Segundo, acesso a terapias, de forma contínua, que permitam uma mínima reordenação social. Em verdade,
ninguém para de usar drogas pelos problemas decorrentes do vício, mas
sim por acreditar que a vida será certamente melhor sem o consumo
de drogas ou álcool. Logo, a questão está ligada diretamente aos valores
que permitem ao dependente químico enxergar uma vida mais satisfatória.
Terceiro,
ter-se consciência de que a compulsão que faz alguém tornar-se adicto
a drogas passa muito longe de tragédias pessoais. Na verdade, está
colado numa realidade comprovada por experiências clínicas: o consumo
de drogas é o encontro com o prazer imediato. Um estágio de nirvana
permanente.

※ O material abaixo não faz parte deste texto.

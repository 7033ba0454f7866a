//! Three-tone metamers
//!
//! Three monochromatic lights are played as three pitches. Their colours are
//! shown as the seven regions of a three-set Venn diagram: each region takes
//! the colour of the sum of the tones it belongs to.

use metamer_core::{
    ColourSystem, ColourValue, OutputFormat, Result, SPECTRUM_NORMALIZE_DEFAULT, Spectrum,
    WavelengthGrid, build_single_tone_spectrum,
};
use serde::{Deserialize, Serialize};

use crate::pitch::PitchScaling;

/// Power multiplier applied to every tone before conversion to colour
pub const PATCH_SCALE: f64 = 15.0;

/// A monochromatic light
#[derive(Debug, Clone, Copy, PartialEq, Serialize, Deserialize)]
pub struct Tone {
    pub wavelength_nm: f64,
    pub amplitude: f64,
}

impl Tone {
    pub const fn new(wavelength_nm: f64, amplitude: f64) -> Self {
        Self {
            wavelength_nm,
            amplitude,
        }
    }

    /// This tone alone, scaled by `scale`
    pub fn spectrum(&self, grid: &WavelengthGrid, scale: f64) -> Result<Spectrum> {
        build_single_tone_spectrum(grid, self.wavelength_nm, scale * self.amplitude)
    }
}

/// One region of the Venn diagram
#[derive(Debug, Clone, PartialEq)]
pub struct Patch {
    /// Membership as `"100"`, `"011"`, ...
    pub id: String,
    pub members: [bool; 3],
    pub spectrum: Spectrum,
    pub hex: String,
}

/// Three tones with amplitudes summing to at most 1
#[derive(Debug, Clone, Copy, PartialEq, Serialize, Deserialize)]
pub struct Tritone {
    tones: [Tone; 3],
}

impl Default for Tritone {
    fn default() -> Self {
        Self::new([
            Tone::new(460.0, 0.75),
            Tone::new(530.0, 0.85),
            Tone::new(610.6, 0.85),
        ])
    }
}

impl Tritone {
    /// Amplitudes are divided by their sum when it exceeds 1
    pub fn new(mut tones: [Tone; 3]) -> Self {
        let total: f64 = tones.iter().map(|t| t.amplitude).sum();
        if total > 1.0 {
            for tone in &mut tones {
                tone.amplitude /= total;
            }
        }
        Self { tones }
    }

    #[inline]
    pub fn tones(&self) -> &[Tone; 3] {
        &self.tones
    }

    pub fn pitches(&self, scaling: PitchScaling) -> [f64; 3] {
        self.tones.map(|t| scaling.pitch_hz(t.wavelength_nm))
    }

    /// Colours of the seven non-empty tone combinations
    ///
    /// Patches come in the order `001, 010, 011, 100, 101, 110, 111`.
    pub fn patch_colours(
        &self,
        system: &ColourSystem,
        grid: &WavelengthGrid,
    ) -> Result<Vec<Patch>> {
        let spectra = [
            self.tones[0].spectrum(grid, PATCH_SCALE)?,
            self.tones[1].spectrum(grid, PATCH_SCALE)?,
            self.tones[2].spectrum(grid, PATCH_SCALE)?,
        ];

        let mut patches = Vec::with_capacity(7);
        for mask in 1u8..8 {
            let members = [mask & 0b100 != 0, mask & 0b010 != 0, mask & 0b001 != 0];
            let mut spectrum = Spectrum::zeros(*grid);
            for (member, tone_spectrum) in members.iter().zip(&spectra) {
                if *member {
                    spectrum = spectrum.try_add(tone_spectrum)?;
                }
            }

            let colour =
                system.spec_to_rgb(&spectrum, OutputFormat::Hex, SPECTRUM_NORMALIZE_DEFAULT)?;
            let hex = match colour {
                ColourValue::Hex(hex) => hex,
                ColourValue::Rgb(rgb) => rgb.to_hex(),
            };
            let id: String = members.iter().map(|&m| if m { '1' } else { '0' }).collect();
            log::debug!("patch {id}: {hex}");

            patches.push(Patch {
                id,
                members,
                spectrum,
                hex,
            });
        }
        Ok(patches)
    }
}

/// Colour of several tones sounding together
pub fn tones_colour(
    system: &ColourSystem,
    grid: &WavelengthGrid,
    tones: &[Tone],
    format: OutputFormat,
    normalize: bool,
) -> Result<ColourValue> {
    let pairs: Vec<(f64, f64)> = tones.iter().map(|t| (t.wavelength_nm, t.amplitude)).collect();
    let spectrum = Spectrum::from_tones(*grid, &pairs)?;
    system.spec_to_rgb(&spectrum, format, normalize)
}
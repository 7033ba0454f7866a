//! Sampled spectral power distributions
//!
//! A [`Spectrum`] is a dense array of non-negative powers aligned index for
//! index with a [`WavelengthGrid`]. The grid travels with the samples so a
//! conversion can refuse a spectrum sampled on a different grid than its
//! colour-matching table.

pub mod cmf;
pub mod grid;

pub use cmf::{ColourMatchingTable, cie_1931_2deg};
pub use grid::{Bounds, WavelengthGrid};

use crate::{Error, Result};

/// Power distribution sampled on a wavelength grid
#[derive(Debug, Clone, PartialEq)]
pub struct Spectrum {
    grid: WavelengthGrid,
    samples: Vec<f64>,
}

fn check_power(power: f64) -> Result<f64> {
    if power.is_finite() && power >= 0.0 {
        Ok(power)
    } else {
        Err(Error::InvalidAmplitude(power))
    }
}

impl Spectrum {
    /// All-zero spectrum over the whole grid
    pub fn zeros(grid: WavelengthGrid) -> Self {
        Self {
            samples: vec![0.0; grid.len],
            grid,
        }
    }

    /// Wrap samples already ordered by grid wavelength
    pub fn from_samples(grid: WavelengthGrid, samples: Vec<f64>) -> Result<Self> {
        if samples.len() != grid.len {
            return Err(Error::GridMismatch {
                expected: format!("{} samples for {grid}", grid.len),
                actual: format!("{} samples", samples.len()),
            });
        }
        for &power in &samples {
            check_power(power)?;
        }
        Ok(Self { grid, samples })
    }

    /// Spectrum with the given `(wavelength_nm, amplitude)` tones
    ///
    /// Each tone lands on its nearest grid sample; tones sharing a sample add up.
    pub fn from_tones(grid: WavelengthGrid, tones: &[(f64, f64)]) -> Result<Self> {
        let mut spectrum = Self::zeros(grid);
        for &(wavelength_nm, amplitude) in tones {
            let index = grid.nearest_index(wavelength_nm)?;
            spectrum.samples[index] += check_power(amplitude)?;
        }
        Ok(spectrum)
    }

    #[inline]
    pub fn grid(&self) -> &WavelengthGrid {
        &self.grid
    }

    #[inline]
    pub fn samples(&self) -> &[f64] {
        &self.samples
    }

    #[inline]
    pub fn len(&self) -> usize {
        self.samples.len()
    }

    #[inline]
    pub fn is_empty(&self) -> bool {
        self.samples.is_empty()
    }

    /// True if every sample is zero
    pub fn is_dark(&self) -> bool {
        self.samples.iter().all(|&p| p == 0.0)
    }

    /// Power at the grid sample nearest `wavelength_nm`
    pub fn power_at(&self, wavelength_nm: f64) -> Option<f64> {
        let index = self.grid.nearest_index(wavelength_nm).ok()?;
        self.samples.get(index).copied()
    }

    /// `(wavelength_nm, power)` for every nonzero sample
    pub fn nonzero(&self) -> impl Iterator<Item = (f64, f64)> + '_ {
        self.grid
            .wavelengths()
            .zip(self.samples.iter().copied())
            .filter(|&(_, power)| power != 0.0)
    }

    /// Multiply every sample by a non-negative factor
    pub fn scaled(&self, factor: f64) -> Result<Self> {
        let factor = check_power(factor)?;
        Ok(Self {
            grid: self.grid,
            samples: self.samples.iter().map(|p| p * factor).collect(),
        })
    }

    /// Sample-wise sum of two spectra on the same grid
    pub fn try_add(&self, other: &Self) -> Result<Self> {
        if !self.grid.same_samples(&other.grid) {
            return Err(Error::GridMismatch {
                expected: self.grid.to_string(),
                actual: other.grid.to_string(),
            });
        }
        Ok(Self {
            grid: self.grid,
            samples: self
                .samples
                .iter()
                .zip(&other.samples)
                .map(|(a, b)| a + b)
                .collect(),
        })
    }
}

/// Spectrum that is zero everywhere except `amplitude` at the sample nearest `wavelength_nm`
///
/// The wavelength must fall inside the grid's accepted range; that check runs
/// before rounding onto the grid.
pub fn build_single_tone_spectrum(
    grid: &WavelengthGrid,
    wavelength_nm: f64,
    amplitude: f64,
) -> Result<Spectrum> {
    let index = grid.nearest_index(wavelength_nm)?;
    let mut spectrum = Spectrum::zeros(*grid);
    spectrum.samples[index] = check_power(amplitude)?;
    Ok(spectrum)
}
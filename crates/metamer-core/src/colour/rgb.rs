//! RGB values produced by a colour system
//!
//! Values are fractional and, after a colour system's normalization, lie in
//! `[0, 1]` with the brightest channel at exactly 1.0.

use std::fmt;
use std::ops::{Add, Mul};

/// RGB colour in floating point
#[derive(Debug, Clone, Copy, PartialEq, Default)]
pub struct Rgb {
    /// Red component
    pub r: f64,
    /// Green component
    pub g: f64,
    /// Blue component
    pub b: f64,
}

impl Rgb {
    /// Create a new RGB colour
    #[inline]
    pub const fn new(r: f64, g: f64, b: f64) -> Self {
        Self { r, g, b }
    }

    /// Create RGB from an array
    #[inline]
    pub const fn from_array(arr: [f64; 3]) -> Self {
        Self {
            r: arr[0],
            g: arr[1],
            b: arr[2],
        }
    }

    /// Convert to array
    #[inline]
    pub const fn to_array(&self) -> [f64; 3] {
        [self.r, self.g, self.b]
    }

    /// Convert to 8-bit values by scaling by 255 and truncating
    ///
    /// Float-to-int casts saturate, so out-of-range components land on 0 or 255.
    #[inline]
    pub fn to_u8(&self) -> [u8; 3] {
        [
            (self.r * 255.0) as u8,
            (self.g * 255.0) as u8,
            (self.b * 255.0) as u8,
        ]
    }

    /// Create from 8-bit values (0-255)
    #[inline]
    pub fn from_u8(r: u8, g: u8, b: u8) -> Self {
        Self {
            r: r as f64 / 255.0,
            g: g as f64 / 255.0,
            b: b as f64 / 255.0,
        }
    }

    /// HTML-style lowercase `#rrggbb` string
    pub fn to_hex(&self) -> String {
        let [r, g, b] = self.to_u8();
        format!("#{r:02x}{g:02x}{b:02x}")
    }

    /// Parse a `#rrggbb` string (the leading `#` is optional)
    pub fn hex_to_u8(hex: &str) -> Option<[u8; 3]> {
        let digits = hex.strip_prefix('#').unwrap_or(hex);
        if digits.len() != 6 || !digits.is_ascii() {
            return None;
        }
        let channel = |i: usize| u8::from_str_radix(&digits[i..i + 2], 16).ok();
        Some([channel(0)?, channel(2)?, channel(4)?])
    }

    /// Parse a `#rrggbb` string into fractional RGB
    pub fn from_hex(hex: &str) -> Option<Self> {
        Self::hex_to_u8(hex).map(|[r, g, b]| Self::from_u8(r, g, b))
    }

    /// Smallest component
    #[inline]
    pub fn min_component(&self) -> f64 {
        self.r.min(self.g).min(self.b)
    }

    /// Largest component
    #[inline]
    pub fn max_component(&self) -> f64 {
        self.r.max(self.g).max(self.b)
    }

    /// True if every component is exactly zero
    #[inline]
    pub fn is_zero(&self) -> bool {
        self.r == 0.0 && self.g == 0.0 && self.b == 0.0
    }

    /// Check if all components are in [0, 1]
    #[inline]
    pub fn is_in_gamut(&self) -> bool {
        self.to_array().iter().all(|c| (0.0..=1.0).contains(c))
    }

    /// Add the same amount to every component
    #[inline]
    pub fn offset(&self, amount: f64) -> Self {
        Self {
            r: self.r + amount,
            g: self.g + amount,
            b: self.b + amount,
        }
    }

    /// Scale all components by a factor
    #[inline]
    pub fn scale(&self, factor: f64) -> Self {
        Self {
            r: self.r * factor,
            g: self.g * factor,
            b: self.b * factor,
        }
    }

    /// Check if approximately equal to another RGB colour
    #[inline]
    pub fn approx_eq(&self, other: &Self, epsilon: f64) -> bool {
        (self.r - other.r).abs() < epsilon
            && (self.g - other.g).abs() < epsilon
            && (self.b - other.b).abs() < epsilon
    }

    /// Black colour
    pub const BLACK: Self = Self::new(0.0, 0.0, 0.0);

    /// White colour
    pub const WHITE: Self = Self::new(1.0, 1.0, 1.0);
}

impl fmt::Display for Rgb {
    fn fmt(&self, f: &mut fmt::Formatter<'_>) -> fmt::Result {
        write!(f, "({:.4}, {:.4}, {:.4})", self.r, self.g, self.b)
    }
}

impl From<[f64; 3]> for Rgb {
    fn from(arr: [f64; 3]) -> Self {
        Self::from_array(arr)
    }
}

impl From<Rgb> for [f64; 3] {
    fn from(rgb: Rgb) -> Self {
        rgb.to_array()
    }
}

impl Add for Rgb {
    type Output = Self;

    fn add(self, rhs: Self) -> Self::Output {
        Self {
            r: self.r + rhs.r,
            g: self.g + rhs.g,
            b: self.b + rhs.b,
        }
    }
}

impl Mul<f64> for Rgb {
    type Output = Self;

    fn mul(self, rhs: f64) -> Self::Output {
        self.scale(rhs)
    }
}

#[cfg(test)]
mod tests {
    use super::*;

    const EPSILON: f64 = 1e-10;

    #[test]
    fn test_hex_truncates() {
        // 0.999 * 255 = 254.745 -> 254 (0xfe), not rounded up
        let rgb = Rgb::new(1.0, 0.999, 0.0);
        assert_eq!(rgb.to_hex(), "#fffe00");
        assert_eq!(Rgb::new(0.5, 0.25, 0.0625).to_hex(), "#7f3f0f");
    }

    #[test]
    fn test_hex_is_lowercase_and_padded() {
        assert_eq!(Rgb::new(0.0, 10.0 / 255.0 + 1e-9, 1.0).to_hex(), "#000aff");
    }

    #[test]
    fn test_hex_decode() {
        assert_eq!(Rgb::hex_to_u8("#7f3f0f"), Some([0x7f, 0x3f, 0x0f]));
        assert_eq!(Rgb::hex_to_u8("FFfe00"), Some([255, 254, 0]));
        assert!(Rgb::hex_to_u8("#fff").is_none());
        assert!(Rgb::hex_to_u8("#gg0000").is_none());
        assert!(Rgb::from_hex("#ffffff").unwrap().approx_eq(&Rgb::WHITE, EPSILON));
    }

    #[test]
    fn test_to_u8_saturates() {
        assert_eq!(Rgb::new(-0.5, 2.0, 1.0).to_u8(), [0, 255, 255]);
    }

    #[test]
    fn test_extrema() {
        let rgb = Rgb::new(0.2, -0.3, 0.9);
        assert_eq!(rgb.min_component(), -0.3);
        assert_eq!(rgb.max_component(), 0.9);
        assert!(!rgb.is_in_gamut());
        assert!(Rgb::BLACK.is_zero());
        assert!(Rgb::WHITE.is_in_gamut());
    }

    #[test]
    fn test_arithmetic() {
        let a = Rgb::new(0.5, 0.5, 0.5);
        let b = Rgb::new(0.1, 0.2, 0.3);

        assert!((a + b).approx_eq(&Rgb::new(0.6, 0.7, 0.8), EPSILON));
        assert!((a * 2.0).approx_eq(&Rgb::WHITE, EPSILON));
        assert!(b.offset(0.1).approx_eq(&Rgb::new(0.2, 0.3, 0.4), EPSILON));
    }
}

A busca por um estado de euforia sem fim.
Quarto, os pacientes
poderão sofrer recaídas num período dentro dos próximos seis meses a
partir do momento em que tiveram a proposta de parar o consumo de
substâncias químicas. Não serão todos que terão recaídas, mas a
probabilidade daqueles que recaem já nos seis primeiros meses é de 75%.
Quinto, o recuperado
do vício precisara tornar-se um vigilante de si mesmo. Ter acesso a
tratamento psicológico capaz de lhe mostrar a importância de se afastar
do ambiente que lhe encaminhou ao vício. Muitas vezes isso significa se
afastar de coisas que vão além das ruas. Compreende estar à distância
dos amigos e, às vezes, da própria família.
Diante
dos estímulos da vida, uma pessoa pode encontrar dificuldades de
responder de forma satisfatória aos obstáculos. O elemento fundamental
será a postura que adotar para ter comportamentos
construtivos em detrimento da busca por euforia, excitação ou
anestesiamento dessas dificuldades a todo custo. Independentemente do
tamanho do desafio e de sua intensidade, o tempo, a condição mais
importante no tratamento da dependência química, é necessário. Pois é
preciso de tempo para realizar todas essas transformações, bem como o
imprescindível apoio dos membros da família, da sociedade, dos meios de saúde, para poder trazer essas pessoas engajadas em sair da Cracolândia.